TASK ITEM.
Gather all lines in the data that hold the string "becomes".

EXTRACTED DATA.

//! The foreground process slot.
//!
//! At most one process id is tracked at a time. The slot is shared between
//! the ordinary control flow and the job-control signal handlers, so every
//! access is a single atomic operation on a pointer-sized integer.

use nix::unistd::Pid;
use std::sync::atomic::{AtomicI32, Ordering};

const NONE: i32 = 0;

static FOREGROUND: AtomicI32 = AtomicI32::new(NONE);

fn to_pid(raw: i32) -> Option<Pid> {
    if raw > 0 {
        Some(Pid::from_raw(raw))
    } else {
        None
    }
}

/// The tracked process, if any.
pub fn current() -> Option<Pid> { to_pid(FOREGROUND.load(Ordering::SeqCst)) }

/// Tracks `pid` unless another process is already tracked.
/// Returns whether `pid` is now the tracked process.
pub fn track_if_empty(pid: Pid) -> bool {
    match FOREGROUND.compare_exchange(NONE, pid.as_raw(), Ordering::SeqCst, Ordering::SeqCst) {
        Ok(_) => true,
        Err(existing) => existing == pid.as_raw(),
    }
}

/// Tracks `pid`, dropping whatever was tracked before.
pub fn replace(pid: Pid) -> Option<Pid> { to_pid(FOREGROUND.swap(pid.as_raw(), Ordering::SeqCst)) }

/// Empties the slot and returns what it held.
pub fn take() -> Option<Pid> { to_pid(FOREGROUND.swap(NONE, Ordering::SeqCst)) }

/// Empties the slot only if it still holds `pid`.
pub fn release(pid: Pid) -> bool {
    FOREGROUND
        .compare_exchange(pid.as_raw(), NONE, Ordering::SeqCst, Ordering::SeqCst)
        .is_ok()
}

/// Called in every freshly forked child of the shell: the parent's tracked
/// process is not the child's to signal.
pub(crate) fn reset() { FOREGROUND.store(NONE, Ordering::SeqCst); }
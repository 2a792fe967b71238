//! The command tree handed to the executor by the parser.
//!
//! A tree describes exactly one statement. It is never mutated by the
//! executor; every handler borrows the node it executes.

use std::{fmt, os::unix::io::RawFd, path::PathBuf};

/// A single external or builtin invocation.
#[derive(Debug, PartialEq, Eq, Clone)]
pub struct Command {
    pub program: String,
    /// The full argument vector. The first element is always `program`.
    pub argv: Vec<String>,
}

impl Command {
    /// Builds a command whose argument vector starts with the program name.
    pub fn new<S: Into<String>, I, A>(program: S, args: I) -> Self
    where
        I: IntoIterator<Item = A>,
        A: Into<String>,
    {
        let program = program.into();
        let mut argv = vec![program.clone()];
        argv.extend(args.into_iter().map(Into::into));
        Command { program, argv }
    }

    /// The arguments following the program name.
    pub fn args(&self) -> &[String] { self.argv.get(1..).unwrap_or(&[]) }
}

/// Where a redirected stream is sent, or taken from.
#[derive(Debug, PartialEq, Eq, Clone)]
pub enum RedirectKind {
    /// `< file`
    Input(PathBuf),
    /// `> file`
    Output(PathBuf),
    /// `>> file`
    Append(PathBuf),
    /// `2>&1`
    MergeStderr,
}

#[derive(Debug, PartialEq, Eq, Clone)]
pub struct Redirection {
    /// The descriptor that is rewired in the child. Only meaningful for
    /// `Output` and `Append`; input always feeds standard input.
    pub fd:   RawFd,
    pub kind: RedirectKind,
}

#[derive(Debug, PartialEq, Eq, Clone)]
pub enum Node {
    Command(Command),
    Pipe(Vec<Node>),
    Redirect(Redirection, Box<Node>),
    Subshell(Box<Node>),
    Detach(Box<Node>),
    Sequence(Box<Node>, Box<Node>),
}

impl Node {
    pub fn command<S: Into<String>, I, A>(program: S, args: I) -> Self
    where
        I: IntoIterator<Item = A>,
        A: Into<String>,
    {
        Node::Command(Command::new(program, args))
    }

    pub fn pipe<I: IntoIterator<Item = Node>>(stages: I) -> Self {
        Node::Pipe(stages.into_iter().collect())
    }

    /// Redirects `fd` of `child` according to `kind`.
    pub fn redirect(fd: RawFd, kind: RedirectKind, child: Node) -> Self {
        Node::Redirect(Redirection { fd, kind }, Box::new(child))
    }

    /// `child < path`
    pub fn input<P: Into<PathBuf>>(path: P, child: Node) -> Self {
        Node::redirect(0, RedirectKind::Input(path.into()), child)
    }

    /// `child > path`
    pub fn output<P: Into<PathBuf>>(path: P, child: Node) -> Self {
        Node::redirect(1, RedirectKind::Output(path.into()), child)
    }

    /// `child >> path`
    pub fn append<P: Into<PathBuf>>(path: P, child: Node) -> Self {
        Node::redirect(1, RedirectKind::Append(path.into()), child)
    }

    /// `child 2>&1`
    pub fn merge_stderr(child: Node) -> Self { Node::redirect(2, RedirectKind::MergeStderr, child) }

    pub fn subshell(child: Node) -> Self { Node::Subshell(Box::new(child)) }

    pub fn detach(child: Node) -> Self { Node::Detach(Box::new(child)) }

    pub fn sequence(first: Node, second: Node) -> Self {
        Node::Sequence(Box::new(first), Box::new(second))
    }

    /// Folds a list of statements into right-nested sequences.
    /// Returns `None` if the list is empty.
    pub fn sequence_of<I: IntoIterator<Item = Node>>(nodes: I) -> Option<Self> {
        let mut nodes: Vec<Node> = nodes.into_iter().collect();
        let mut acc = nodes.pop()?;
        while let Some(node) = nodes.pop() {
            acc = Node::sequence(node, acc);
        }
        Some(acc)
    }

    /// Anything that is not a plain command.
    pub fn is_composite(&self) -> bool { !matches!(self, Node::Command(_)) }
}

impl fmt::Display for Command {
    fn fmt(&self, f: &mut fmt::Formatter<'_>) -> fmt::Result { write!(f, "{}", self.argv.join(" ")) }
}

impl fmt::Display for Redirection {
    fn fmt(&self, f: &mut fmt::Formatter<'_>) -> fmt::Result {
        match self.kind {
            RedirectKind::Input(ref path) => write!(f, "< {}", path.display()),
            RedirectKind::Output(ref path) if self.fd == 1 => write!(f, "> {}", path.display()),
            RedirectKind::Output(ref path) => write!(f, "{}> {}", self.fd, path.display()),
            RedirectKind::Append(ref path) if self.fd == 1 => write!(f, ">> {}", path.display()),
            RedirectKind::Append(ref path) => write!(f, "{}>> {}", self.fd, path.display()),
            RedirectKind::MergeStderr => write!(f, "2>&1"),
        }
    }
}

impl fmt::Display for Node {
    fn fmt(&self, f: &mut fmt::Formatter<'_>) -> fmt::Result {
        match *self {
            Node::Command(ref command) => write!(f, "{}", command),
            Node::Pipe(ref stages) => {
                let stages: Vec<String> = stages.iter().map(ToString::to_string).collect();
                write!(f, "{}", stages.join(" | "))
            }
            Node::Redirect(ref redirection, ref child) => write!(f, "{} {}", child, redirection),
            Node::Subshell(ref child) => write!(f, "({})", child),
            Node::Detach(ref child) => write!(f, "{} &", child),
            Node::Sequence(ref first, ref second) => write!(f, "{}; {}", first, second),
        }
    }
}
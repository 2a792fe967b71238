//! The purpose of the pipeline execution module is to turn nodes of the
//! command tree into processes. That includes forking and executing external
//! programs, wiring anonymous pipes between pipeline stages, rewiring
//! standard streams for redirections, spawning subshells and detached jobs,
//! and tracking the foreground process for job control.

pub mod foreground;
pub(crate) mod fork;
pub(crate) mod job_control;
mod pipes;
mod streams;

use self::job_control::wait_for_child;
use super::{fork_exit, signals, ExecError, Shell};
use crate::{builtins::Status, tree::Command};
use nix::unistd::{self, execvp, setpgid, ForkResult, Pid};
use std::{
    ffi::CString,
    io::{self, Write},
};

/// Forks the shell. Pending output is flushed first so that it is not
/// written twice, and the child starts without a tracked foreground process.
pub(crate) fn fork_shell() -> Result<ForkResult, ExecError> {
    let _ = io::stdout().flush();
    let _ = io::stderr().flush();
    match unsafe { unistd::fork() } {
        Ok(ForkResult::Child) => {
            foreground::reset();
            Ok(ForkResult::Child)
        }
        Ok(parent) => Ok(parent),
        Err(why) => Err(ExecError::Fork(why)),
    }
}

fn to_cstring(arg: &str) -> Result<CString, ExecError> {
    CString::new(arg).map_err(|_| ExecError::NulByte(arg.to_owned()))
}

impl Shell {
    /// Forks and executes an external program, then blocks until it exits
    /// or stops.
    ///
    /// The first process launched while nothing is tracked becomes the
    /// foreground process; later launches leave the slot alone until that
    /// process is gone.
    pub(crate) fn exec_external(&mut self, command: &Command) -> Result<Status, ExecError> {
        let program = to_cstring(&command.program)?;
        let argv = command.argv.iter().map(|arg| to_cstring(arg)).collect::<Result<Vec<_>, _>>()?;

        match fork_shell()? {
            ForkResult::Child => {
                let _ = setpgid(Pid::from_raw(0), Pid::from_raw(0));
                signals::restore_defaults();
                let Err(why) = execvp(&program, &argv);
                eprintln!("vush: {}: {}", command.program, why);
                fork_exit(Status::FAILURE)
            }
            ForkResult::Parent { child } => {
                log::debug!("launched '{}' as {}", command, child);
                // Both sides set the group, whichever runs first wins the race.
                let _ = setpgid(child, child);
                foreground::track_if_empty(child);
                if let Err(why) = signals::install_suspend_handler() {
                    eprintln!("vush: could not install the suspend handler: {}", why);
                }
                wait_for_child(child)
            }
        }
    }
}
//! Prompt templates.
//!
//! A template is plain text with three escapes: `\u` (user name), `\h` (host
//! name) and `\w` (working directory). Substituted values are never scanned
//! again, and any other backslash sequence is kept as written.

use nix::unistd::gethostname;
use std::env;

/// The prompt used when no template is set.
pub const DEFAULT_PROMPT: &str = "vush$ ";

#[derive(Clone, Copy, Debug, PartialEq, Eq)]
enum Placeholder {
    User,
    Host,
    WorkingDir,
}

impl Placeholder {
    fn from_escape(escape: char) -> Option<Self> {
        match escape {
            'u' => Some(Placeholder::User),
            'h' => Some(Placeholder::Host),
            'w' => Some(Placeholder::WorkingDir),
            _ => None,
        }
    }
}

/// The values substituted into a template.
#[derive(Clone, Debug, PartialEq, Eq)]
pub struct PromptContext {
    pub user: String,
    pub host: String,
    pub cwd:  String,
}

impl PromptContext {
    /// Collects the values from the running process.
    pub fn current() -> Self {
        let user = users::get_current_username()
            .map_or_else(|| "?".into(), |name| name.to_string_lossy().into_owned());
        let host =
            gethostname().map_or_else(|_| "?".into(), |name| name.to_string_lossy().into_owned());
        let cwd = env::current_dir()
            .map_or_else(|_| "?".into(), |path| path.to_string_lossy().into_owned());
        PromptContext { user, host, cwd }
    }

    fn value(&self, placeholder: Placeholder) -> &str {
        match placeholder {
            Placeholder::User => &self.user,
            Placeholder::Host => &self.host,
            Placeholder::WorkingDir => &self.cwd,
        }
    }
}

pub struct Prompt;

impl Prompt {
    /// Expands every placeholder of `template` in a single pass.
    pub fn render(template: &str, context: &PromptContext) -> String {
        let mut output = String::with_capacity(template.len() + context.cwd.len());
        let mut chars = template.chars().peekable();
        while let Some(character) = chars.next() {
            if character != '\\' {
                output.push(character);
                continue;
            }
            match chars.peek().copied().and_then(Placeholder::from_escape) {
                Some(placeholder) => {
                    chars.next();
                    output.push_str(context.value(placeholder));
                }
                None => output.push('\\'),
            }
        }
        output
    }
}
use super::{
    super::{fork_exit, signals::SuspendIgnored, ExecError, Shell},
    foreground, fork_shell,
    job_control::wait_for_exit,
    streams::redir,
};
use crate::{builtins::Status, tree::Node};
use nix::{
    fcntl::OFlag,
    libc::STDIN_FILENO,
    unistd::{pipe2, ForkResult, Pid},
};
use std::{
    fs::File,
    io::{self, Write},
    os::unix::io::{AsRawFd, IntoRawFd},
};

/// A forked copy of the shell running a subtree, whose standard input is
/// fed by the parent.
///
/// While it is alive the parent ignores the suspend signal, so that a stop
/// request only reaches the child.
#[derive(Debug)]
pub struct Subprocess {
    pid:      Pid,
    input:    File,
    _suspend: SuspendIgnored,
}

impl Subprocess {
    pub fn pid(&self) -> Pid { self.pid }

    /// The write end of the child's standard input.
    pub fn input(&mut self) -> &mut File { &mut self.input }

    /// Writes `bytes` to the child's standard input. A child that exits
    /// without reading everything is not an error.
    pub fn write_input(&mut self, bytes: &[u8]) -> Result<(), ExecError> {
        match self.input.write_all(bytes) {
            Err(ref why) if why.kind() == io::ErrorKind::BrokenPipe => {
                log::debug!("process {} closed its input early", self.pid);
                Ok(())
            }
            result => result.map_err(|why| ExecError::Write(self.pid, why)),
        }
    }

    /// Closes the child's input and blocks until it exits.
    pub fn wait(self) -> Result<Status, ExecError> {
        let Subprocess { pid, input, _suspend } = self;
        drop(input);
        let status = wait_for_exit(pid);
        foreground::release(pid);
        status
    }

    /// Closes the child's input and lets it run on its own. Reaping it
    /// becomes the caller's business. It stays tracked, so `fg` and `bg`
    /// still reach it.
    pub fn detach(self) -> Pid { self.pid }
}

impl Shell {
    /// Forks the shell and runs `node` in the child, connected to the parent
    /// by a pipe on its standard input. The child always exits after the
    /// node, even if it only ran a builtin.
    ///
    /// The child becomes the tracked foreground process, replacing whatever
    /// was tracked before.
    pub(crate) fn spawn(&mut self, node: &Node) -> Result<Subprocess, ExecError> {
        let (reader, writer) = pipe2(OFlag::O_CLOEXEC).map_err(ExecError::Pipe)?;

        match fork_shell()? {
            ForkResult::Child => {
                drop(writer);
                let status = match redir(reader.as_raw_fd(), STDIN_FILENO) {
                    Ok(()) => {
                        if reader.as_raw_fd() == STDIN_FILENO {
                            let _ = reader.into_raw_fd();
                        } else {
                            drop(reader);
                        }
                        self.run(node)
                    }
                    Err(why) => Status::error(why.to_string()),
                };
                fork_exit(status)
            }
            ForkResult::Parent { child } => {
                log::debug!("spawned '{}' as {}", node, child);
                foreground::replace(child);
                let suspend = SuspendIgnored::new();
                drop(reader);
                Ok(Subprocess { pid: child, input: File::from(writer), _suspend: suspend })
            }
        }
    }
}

SOLUTION FOR THIS EXERCISE.
    /// The first process launched while nothing is tracked becomes the
    /// becomes the caller's business. It stays tracked, so `fg` and `bg`
    /// The child becomes the tracked foreground process, replacing whatever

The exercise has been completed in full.